» GIVEN INFORMATION:
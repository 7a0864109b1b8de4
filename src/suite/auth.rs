//! `test_01`: authentication suite
//!
//! Login page copy and controls, a login attempt per configured user, and
//! the per-user quirks of the storefront's special accounts.

use super::data::{AuthData, UserCredentials, SHARED_PASSWORD};
use super::runner::{step, Scenario, Suite};
use crate::config::Env;
use crate::driver::Locator;
use crate::error::{Result, UiError};
use crate::page::expect::{assert_equals, expect_visible};
use crate::page::{AuthPage, PageObject};
use std::sync::Arc;

pub const NAME: &str = "test_01";
pub const DESCRIPTION: &str = "Authentication";

pub const LOGIN_CONTAINER: &str = ".login_container";
pub const LOGIN_ERROR_TEXT: &str = "Epic sadface";

/// Accounts with storefront-specific behaviour after login
#[derive(Debug, Clone, Copy, PartialEq, Eq)]
pub enum SpecialCase {
    /// Broken product images
    ProblemUser,
    /// Slow login
    PerformanceGlitchUser,
    ErrorUser,
    VisualUser,
}

impl SpecialCase {
    pub const ALL: [SpecialCase; 4] = [
        SpecialCase::ProblemUser,
        SpecialCase::PerformanceGlitchUser,
        SpecialCase::ErrorUser,
        SpecialCase::VisualUser,
    ];

    pub fn username(&self) -> &'static str {
        match self {
            SpecialCase::ProblemUser => "problem_user",
            SpecialCase::PerformanceGlitchUser => "performance_glitch_user",
            SpecialCase::ErrorUser => "error_user",
            SpecialCase::VisualUser => "visual_user",
        }
    }

    /// Post-login checks for this account
    pub async fn check(&self, auth: &AuthPage<'_>) -> Result<()> {
        let page = auth.page();
        let timeout = page.config().timeout;
        match self {
            SpecialCase::ProblemUser => {
                expect_visible(page.driver(), &Locator::new(".inventory_item_img").first(), timeout)
                    .await
            }
            SpecialCase::PerformanceGlitchUser => auth.expect_inventory().await,
            SpecialCase::ErrorUser => {
                expect_visible(page.driver(), &Locator::new(".inventory_list"), timeout).await
            }
            SpecialCase::VisualUser => {
                expect_visible(page.driver(), &Locator::new(".inventory_list"), timeout).await?;
                expect_visible(page.driver(), &Locator::new(".shopping_cart_link"), timeout).await
            }
        }
    }
}

/// Shared, read-only inputs of every scenario in the suite
#[derive(Debug)]
pub struct AuthContext {
    pub data: AuthData,
    pub base_url: String,
}

impl AuthContext {
    pub fn auth_page<'a>(&self, page: &'a PageObject) -> AuthPage<'a> {
        AuthPage::new(
            page,
            self.base_url.clone(),
            self.data.elements.auth_page_selectors.clone(),
        )
    }
}

/// The suite against the configured base URL and the embedded data
pub fn build(env: &Env) -> Result<Suite> {
    Ok(build_with(AuthData::embedded()?, env.base_url.clone()))
}

pub fn build_with(data: AuthData, base_url: String) -> Suite {
    let users = data.users.clone();
    let ctx = Arc::new(AuthContext { data, base_url });
    let mut suite = Suite::new(NAME, DESCRIPTION);

    {
        let ctx = ctx.clone();
        suite.add(Scenario::new("UI checks on login page", move |page| {
            let ctx = ctx.clone();
            Box::pin(async move { login_page_ui_checks(page, &ctx).await })
        }));
    }

    for user in users {
        let ctx = ctx.clone();
        let name = format!("Login test: {}", user.display_name());
        suite.add(Scenario::new(name, move |page| {
            let ctx = ctx.clone();
            let user = user.clone();
            Box::pin(async move { login_attempt(page, &ctx, &user).await })
        }));
    }

    for case in SpecialCase::ALL {
        let ctx = ctx.clone();
        let name = format!("Special case check: {}", case.username());
        suite.add(Scenario::new(name, move |page| {
            let ctx = ctx.clone();
            Box::pin(async move { special_case(page, &ctx, case).await })
        }));
    }

    suite
}

pub async fn login_page_ui_checks(page: &PageObject, ctx: &AuthContext) -> Result<()> {
    let auth = ctx.auth_page(page);
    let elements = &ctx.data.elements;
    auth.open().await?;

    step("Check title logo", auth.check_title_logo(&elements.title_logo)).await?;

    step("Check H4 titles", async {
        let titles = page.extract_headings_excluding_dialogs(LOGIN_CONTAINER).await?;
        let expected: Vec<String> = elements
            .titles_h4
            .iter()
            .map(|t| t.trim().to_string())
            .collect();
        assert_equals(&titles, &expected, "h4 titles")
    })
    .await?;

    step("Check list of users", async {
        let users = auth.users_list().await?;
        assert_equals(&users, &elements.list_of_users, "list of users")
    })
    .await?;

    step("Check list of passwords", async {
        let passwords = auth.passwords_list().await?;
        assert_equals(&passwords, &elements.list_of_passwords, "list of passwords")
    })
    .await?;

    step("Check buttons", async {
        for button in &elements.buttons {
            if !page.probe_button_visible(&button.selector, &button.label, "").await {
                return Err(UiError::assertion(format!(
                    "button \"{}\" ({}) is not visible",
                    button.label, button.selector
                )));
            }
        }
        Ok(())
    })
    .await
}

pub async fn login_attempt(
    page: &PageObject,
    ctx: &AuthContext,
    user: &UserCredentials,
) -> Result<()> {
    let auth = ctx.auth_page(page);
    auth.login(&user.username, &user.password).await?;

    if user.expects_error() {
        auth.expect_error_message(LOGIN_ERROR_TEXT).await
    } else {
        auth.expect_inventory().await
    }
}

pub async fn special_case(page: &PageObject, ctx: &AuthContext, case: SpecialCase) -> Result<()> {
    let auth = ctx.auth_page(page);
    auth.login(case.username(), SHARED_PASSWORD).await?;
    auth.expect_inventory().await?;
    step(&format!("{} checks", case.username()), case.check(&auth)).await
}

» EXERCISE DIRECTIONS:
Go through the listing above and return each line where the word "super" occurs.

» OUTPUT OF THE EXERCISE:
use super::data::{AuthData, UserCredentials, SHARED_PASSWORD};
use super::runner::{step, Scenario, Suite};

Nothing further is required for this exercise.